Jackson Wheeler, a widely published poet as well as a manager for a social work agency, said, “Poetry provides balance in my life; it is that to which I turn when I feel the need to be lifted up and restored.” Since 1989, Wheeler has been the host of the Arcade Poetry Series held at the Oxnard Carnegie Art Museum, which currently schedules six readings per year featuring published California poets.

A.J. Ford has published poetry in the Bay Area as well as in Ojai’s Rivertalk and Pearl magazine. Last year, she received the Ohio Award for outstanding poetry. She is at work writing a collection of short stories about life in southern California in the ’60s and ’70s. “Poetry has the ability to plumb the depths of human experience, and quickly-concisely,” Ford said. “Every poem is a love poem.”

On the topic of why poetry matters, Carol DeCanio asked, “How do we make sense of our world, and ourselves in the world, in a way that is not prescribed? We can listen to a poet who can bring us back to life, reconnect us to the Whole without relinquishing our individuality.” On Saturday, DeCanio will debut her letterpress accordion book Giants as well as a broadside of her poem “Shelter.” Table space is available for those who wish to sell books at the April 5 event; email decanio3@netzero.net.
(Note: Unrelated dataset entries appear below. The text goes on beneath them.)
use std::collections::HashSet;

use serde_json::json;

use crate::entities::{Anomaly, AttendanceRecord, DetectionThresholds};
use crate::value_objects::{AnomalyType, Severity};

const TITLE: &str = "Buddy Punching Detected";

#[derive(Debug, Clone, Copy, PartialEq)]
struct Collision {
    seconds: f64,
    meters: f64,
}

/// Compares a fresh check-in against other workers' check-ins from the preceding window.
pub fn detect_buddy_punching(
    candidate: &AttendanceRecord,
    recent: &[AttendanceRecord],
    rules: &DetectionThresholds,
) -> Vec<Anomaly> {
    if candidate.validate().is_err() || candidate.position().is_none() {
        return Vec::new();
    }
    recent
        .iter()
        .filter(|other| other.id != candidate.id && other.validate().is_ok())
        .filter_map(|other| {
            let collision = collide(candidate, other, rules)?;
            build_anomaly(candidate, other, collision)
        })
        .collect()
}

/// All-pairs comparison across one day of check-ins. Each colliding pair is reported once.
pub fn scan_buddy_punching(records: &[AttendanceRecord], rules: &DetectionThresholds) -> Vec<Anomaly> {
    let mut ordered = records
        .iter()
        .filter(|record| record.validate().is_ok() && record.position().is_some())
        .collect::<Vec<_>>();
    ordered.sort_by_key(|record| record.check_in_time);

    let window = rules.buddy_window();
    let mut seen = HashSet::new();
    let mut anomalies = Vec::new();
    for (i, first) in ordered.iter().enumerate() {
        for second in ordered.iter().skip(i + 1) {
            // sorted by time, nothing further along can fall inside the window
            if second.check_in_time - first.check_in_time > window {
                break;
            }
            if !seen.insert(pair_key(&first.id, &second.id)) {
                continue;
            }
            let Some(collision) = collide(first, second, rules) else {
                continue;
            };
            if let Some(anomaly) = build_anomaly(first, second, collision) {
                anomalies.push(anomaly);
            }
        }
    }
    anomalies
}

fn collide(a: &AttendanceRecord, b: &AttendanceRecord, rules: &DetectionThresholds) -> Option<Collision> {
    if a.worker_id == b.worker_id {
        return None;
    }
    let (pa, pb) = (a.position()?, b.position()?);
    let delta_ms = (a.check_in_time - b.check_in_time).num_milliseconds().abs();
    if delta_ms > rules.buddy_window_seconds.saturating_mul(1000) {
        return None;
    }
    let distance_km = pa.distance_km(&pb);
    if distance_km >= rules.buddy_radius_km() {
        return None;
    }
    Some(Collision {
        seconds: delta_ms as f64 / 1000.0,
        meters: distance_km * 1000.0,
    })
}

fn build_anomaly(first: &AttendanceRecord, second: &AttendanceRecord, collision: Collision) -> Option<Anomaly> {
    let description = format!(
        "Workers {} and {} checked in from the same GPS point {:.0} seconds apart. Possible proxy attendance.",
        first.worker_label(),
        second.worker_label(),
        collision.seconds
    );
    let anomaly = Anomaly::new(
        AnomalyType::BuddyPunching,
        Severity::High,
        TITLE,
        description,
        vec![first.worker_id.clone(), second.worker_id.clone()],
    )
    .ok()?;
    Some(
        anomaly
            .with_log_ids(vec![first.id.clone(), second.id.clone()])
            .with_zone(first.zone.clone())
            .with_location(first.position())
            .with_metadata(json!({
                "time_difference_seconds": collision.seconds,
                "distance_meters": collision.meters,
            })),
    )
}

fn pair_key(a: &str, b: &str) -> (String, String) {
    if a <= b {
        (a.to_string(), b.to_string())
    } else {
        (b.to_string(), a.to_string())
    }
}

#[cfg(test)]
mod tests {
    use super::*;
    use crate::services::fixtures::{at, north_of, record, without_geo};

    const LAT: f64 = 28.70;
    const LON: f64 = 77.10;

    #[test]
    fn near_simultaneous_check_ins_at_one_spot_are_flagged() {
        let rules = DetectionThresholds::default();
        let existing = record("l1", "W1", at(10, 0, 0), LAT, LON);
        let candidate = record("l2", "W2", at(10, 0, 20), north_of(LAT, 0.008), LON);

        let anomalies = detect_buddy_punching(&candidate, &[existing], &rules);
        assert_eq!(anomalies.len(), 1);
        let anomaly = &anomalies[0];
        assert_eq!(anomaly.anomaly_type, AnomalyType::BuddyPunching);
        assert_eq!(anomaly.severity, Severity::High);
        assert!(anomaly.worker_ids.contains(&"W1".to_string()));
        assert!(anomaly.worker_ids.contains(&"W2".to_string()));
        assert_eq!(anomaly.attendance_log_ids, vec!["l2".to_string(), "l1".to_string()]);
        assert_eq!(anomaly.metadata["time_difference_seconds"], 20.0);
        let meters = anomaly.metadata["distance_meters"].as_f64().expect("meters");
        assert!((meters - 8.0).abs() < 0.01);
    }

    #[test]
    fn check_ins_beyond_the_window_are_ignored() {
        let rules = DetectionThresholds::default();
        let existing = record("l1", "W1", at(10, 0, 0), LAT, LON);
        let candidate = record("l2", "W2", at(10, 0, 40), north_of(LAT, 0.008), LON);
        assert!(detect_buddy_punching(&candidate, &[existing], &rules).is_empty());
    }

    #[test]
    fn window_end_is_inclusive() {
        let rules = DetectionThresholds::default();
        let existing = record("l1", "W1", at(10, 0, 0), LAT, LON);
        let exact = record("l2", "W2", at(10, 0, 30), LAT, LON);
        assert_eq!(detect_buddy_punching(&exact, &[existing.clone()], &rules).len(), 1);

        let late = record("l3", "W3", at(10, 0, 31), LAT, LON);
        assert!(detect_buddy_punching(&late, &[existing], &rules).is_empty());
    }

    #[test]
    fn radius_is_exclusive() {
        let rules = DetectionThresholds::default();
        let existing = record("l1", "W1", at(10, 0, 0), LAT, LON);
        let outside = record("l2", "W2", at(10, 0, 5), north_of(LAT, 0.0101), LON);
        assert!(detect_buddy_punching(&outside, &[existing.clone()], &rules).is_empty());

        let inside = record("l3", "W3", at(10, 0, 5), north_of(LAT, 0.0099), LON);
        assert_eq!(detect_buddy_punching(&inside, &[existing], &rules).len(), 1);
    }

    #[test]
    fn full_scan_honours_the_same_edges() {
        let rules = DetectionThresholds::default();
        let records = vec![
            record("a", "W1", at(10, 0, 0), LAT, LON),
            record("b", "W2", at(10, 0, 30), LAT, LON),
            record("c", "W3", at(10, 1, 1), LAT, LON),
        ];
        let anomalies = scan_buddy_punching(&records, &rules);
        assert_eq!(anomalies.len(), 1);
        assert_eq!(anomalies[0].attendance_log_ids, vec!["a".to_string(), "b".to_string()]);
    }

    #[test]
    fn same_worker_and_missing_geo_never_collide() {
        let rules = DetectionThresholds::default();
        let existing = record("l1", "W1", at(10, 0, 0), LAT, LON);
        let same_worker = record("l2", "W1", at(10, 0, 5), LAT, LON);
        assert!(detect_buddy_punching(&same_worker, &[existing.clone()], &rules).is_empty());

        let no_geo = without_geo(record("l3", "W3", at(10, 0, 5), LAT, LON));
        assert!(detect_buddy_punching(&no_geo, &[existing.clone()], &rules).is_empty());
        let candidate = record("l4", "W4", at(10, 0, 5), LAT, LON);
        assert!(detect_buddy_punching(&candidate, &[without_geo(existing)], &rules).is_empty());
    }

    #[test]
    fn full_scan_reports_each_pair_once() {
        let rules = DetectionThresholds::default();
        let records = vec![
            record("b", "W2", at(10, 0, 10), LAT, LON),
            record("a", "W1", at(10, 0, 0), LAT, LON),
            record("c", "W3", at(11, 0, 0), LAT, LON),
        ];
        let anomalies = scan_buddy_punching(&records, &rules);
        assert_eq!(anomalies.len(), 1);
        assert_eq!(anomalies[0].worker_ids, vec!["W1".to_string(), "W2".to_string()]);
        assert_eq!(anomalies[0].attendance_log_ids, vec!["a".to_string(), "b".to_string()]);
    }

    #[test]
    fn full_scan_skips_duplicated_rows_of_one_pair() {
        let rules = DetectionThresholds::default();
        let first = record("a", "W1", at(10, 0, 0), LAT, LON);
        let second = record("b", "W2", at(10, 0, 10), LAT, LON);
        let records = vec![first.clone(), second.clone(), second];
        let anomalies = scan_buddy_punching(&records, &rules);
        assert_eq!(anomalies.len(), 1);
    }

    #[test]
    fn full_scan_flags_every_colliding_pair_in_a_cluster() {
        let rules = DetectionThresholds::default();
        let records = vec![
            record("a", "W1", at(9, 0, 0), LAT, LON),
            record("b", "W2", at(9, 0, 5), LAT, LON),
            record("c", "W3", at(9, 0, 10), LAT, LON),
        ];
        assert_eq!(scan_buddy_punching(&records, &rules).len(), 3);
    }
}
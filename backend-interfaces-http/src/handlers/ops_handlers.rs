use std::time::Duration;

use axum::extract::State;
use axum::http::{header, HeaderMap, HeaderValue, StatusCode};
use axum::response::IntoResponse;
use axum::Json;

use backend_application::queries::{check_readiness, Readiness};
use backend_application::AppState;

use crate::middleware::authorize;

const PROMETHEUS_CONTENT_TYPE: &str = "text/plain; version=0.0.4; charset=utf-8";

pub async fn health_live() -> StatusCode {
    StatusCode::OK
}

/// 200 when both stores answer, 503 otherwise; the body names the failing store.
pub async fn health_ready(State(state): State<AppState>) -> (StatusCode, Json<Readiness>) {
    let limit = Duration::from_secs(state.config.request_timeout_seconds.max(1));
    let readiness = check_readiness(&state, limit).await;
    let status = if readiness.ready {
        StatusCode::OK
    } else {
        StatusCode::SERVICE_UNAVAILABLE
    };
    (status, Json(readiness))
}

pub async fn metrics_prometheus(
    State(state): State<AppState>,
    headers: HeaderMap,
) -> impl IntoResponse {
    if !authorize(&state.config, &headers) {
        return (StatusCode::UNAUTHORIZED, "unauthorized").into_response();
    }
    (
        [(header::CONTENT_TYPE, HeaderValue::from_static(PROMETHEUS_CONTENT_TYPE))],
        state.metrics.render_prometheus(),
    )
        .into_response()
}
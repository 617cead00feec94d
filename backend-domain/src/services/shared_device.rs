use std::collections::HashMap;

use chrono::{DateTime, Utc};
use serde_json::json;

use crate::entities::{Anomaly, AttendanceRecord, DetectionThresholds, DeviceFingerprintUpdate};
use crate::value_objects::AnomalyType;

const TITLE: &str = "Shared Ghost Device Detected";

/// A flagged device together with the aggregate row to upsert for it.
#[derive(Debug, Clone)]
pub struct SharedDeviceFinding {
    pub anomaly: Anomaly,
    pub device: DeviceFingerprintUpdate,
}

/// Checks a fresh check-in's device against the distinct workers that used it before.
/// `other_workers` excludes the candidate's own worker.
pub fn evaluate_shared_device(
    candidate: &AttendanceRecord,
    other_workers: &[String],
    rules: &DetectionThresholds,
    seen_at: DateTime<Utc>,
) -> Option<SharedDeviceFinding> {
    if candidate.validate().is_err() {
        return None;
    }
    let fingerprint = candidate.fingerprint()?;

    let mut workers = vec![candidate.worker_id.clone()];
    for worker in other_workers {
        if !worker.trim().is_empty() && !workers.contains(worker) {
            workers.push(worker.clone());
        }
    }
    let total = workers.len();
    let severity = rules.shared_device_severity(total)?;

    let anomaly = Anomaly::new(
        AnomalyType::SharedDevice,
        severity,
        TITLE,
        format!(
            "{} different workers have checked in using the same device. This device may be used for mass proxy attendance.",
            total
        ),
        workers,
    )
    .ok()?
    .with_zone(candidate.zone.clone())
    .with_metadata(json!({
        "device_fingerprint": fingerprint,
        "total_workers": total,
    }));

    Some(SharedDeviceFinding {
        anomaly,
        device: DeviceFingerprintUpdate {
            fingerprint: fingerprint.to_string(),
            total_workers_count: u32::try_from(total).unwrap_or(u32::MAX),
            flagged: true,
            seen_at,
        },
    })
}

/// Groups one day of check-ins by device and flags devices shared by too many workers.
pub fn scan_shared_devices(records: &[AttendanceRecord], rules: &DetectionThresholds) -> Vec<Anomaly> {
    let mut order: Vec<(&str, Vec<&str>)> = Vec::new();
    let mut index: HashMap<&str, usize> = HashMap::new();
    for record in records.iter().filter(|record| record.validate().is_ok()) {
        let Some(fingerprint) = record.fingerprint() else {
            continue;
        };
        let slot = *index.entry(fingerprint).or_insert_with(|| {
            order.push((fingerprint, Vec::new()));
            order.len() - 1
        });
        let workers = &mut order[slot].1;
        if !workers.contains(&record.worker_id.as_str()) {
            workers.push(record.worker_id.as_str());
        }
    }

    order
        .into_iter()
        .filter_map(|(fingerprint, workers)| {
            let total = workers.len();
            let severity = rules.shared_device_severity(total)?;
            let anomaly = Anomaly::new(
                AnomalyType::SharedDevice,
                severity,
                TITLE,
                format!("{} workers used the same device for attendance on the same day.", total),
                workers.into_iter().map(str::to_string).collect(),
            )
            .ok()?;
            Some(anomaly.with_metadata(json!({
                "device_fingerprint": fingerprint,
                "total_workers": total,
            })))
        })
        .collect()
}
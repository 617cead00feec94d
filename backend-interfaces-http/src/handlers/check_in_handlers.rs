use axum::extract::State;
use axum::http::{HeaderMap, StatusCode};
use axum::Json;
use tracing::error;

use backend_application::commands::check_in_commands;
use backend_application::AppState;
use backend_domain::CheckInResponse;

use crate::error::HttpError;
use crate::middleware::{authorize, parse_check_in};

pub async fn record_check_in(
    State(state): State<AppState>,
    headers: HeaderMap,
    body: axum::body::Bytes,
) -> Result<(StatusCode, Json<CheckInResponse>), HttpError> {
    if !authorize(&state.config, &headers) {
        return Err(HttpError::Unauthorized);
    }

    let request = parse_check_in(&headers, &body).map_err(|err| {
        error!("failed to parse check-in body: {}", err);
        HttpError::BadRequest(err.to_string())
    })?;

    let response = check_in_commands::record_check_in(&state, request).await?;
    Ok((StatusCode::CREATED, Json(response)))
}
OTHER NATIONAL POETRY MONTH EVENTS: On Sunday, April 13, from 1:30-3 p.m., young poets from area elementary schools participating in the California Poets in the Schools program will be featured at the Santa Barbara Museum of Art in Now and Then: Children Respond to Over the Rainbows and Down Rabbit Holes. On Thursday, April 17, winners of the Teen Poetry Contest (sponsored by the Santa Barbara Public Library) will read at the Faulkner Gallery from 7-8:30 p.m. On Sunday, April 20, from 1:30-3 p.m., the public is invited to Identities: A Bilingual Reading of Poems Inspired by or from Latin America, held at the Museum of Art’s Davidson Gallery. On Thursday, April 24, from 6:30-8 p.m., there will be an open mike at Good Cup Coffee, and on Friday, April 25, Mart-n Espada, Poetry Pulitzer Prize finalist, will read at SBCC’s Fe Bland Auditorium at 8 p.m. All events are free. More can be found at sbpoetry.net.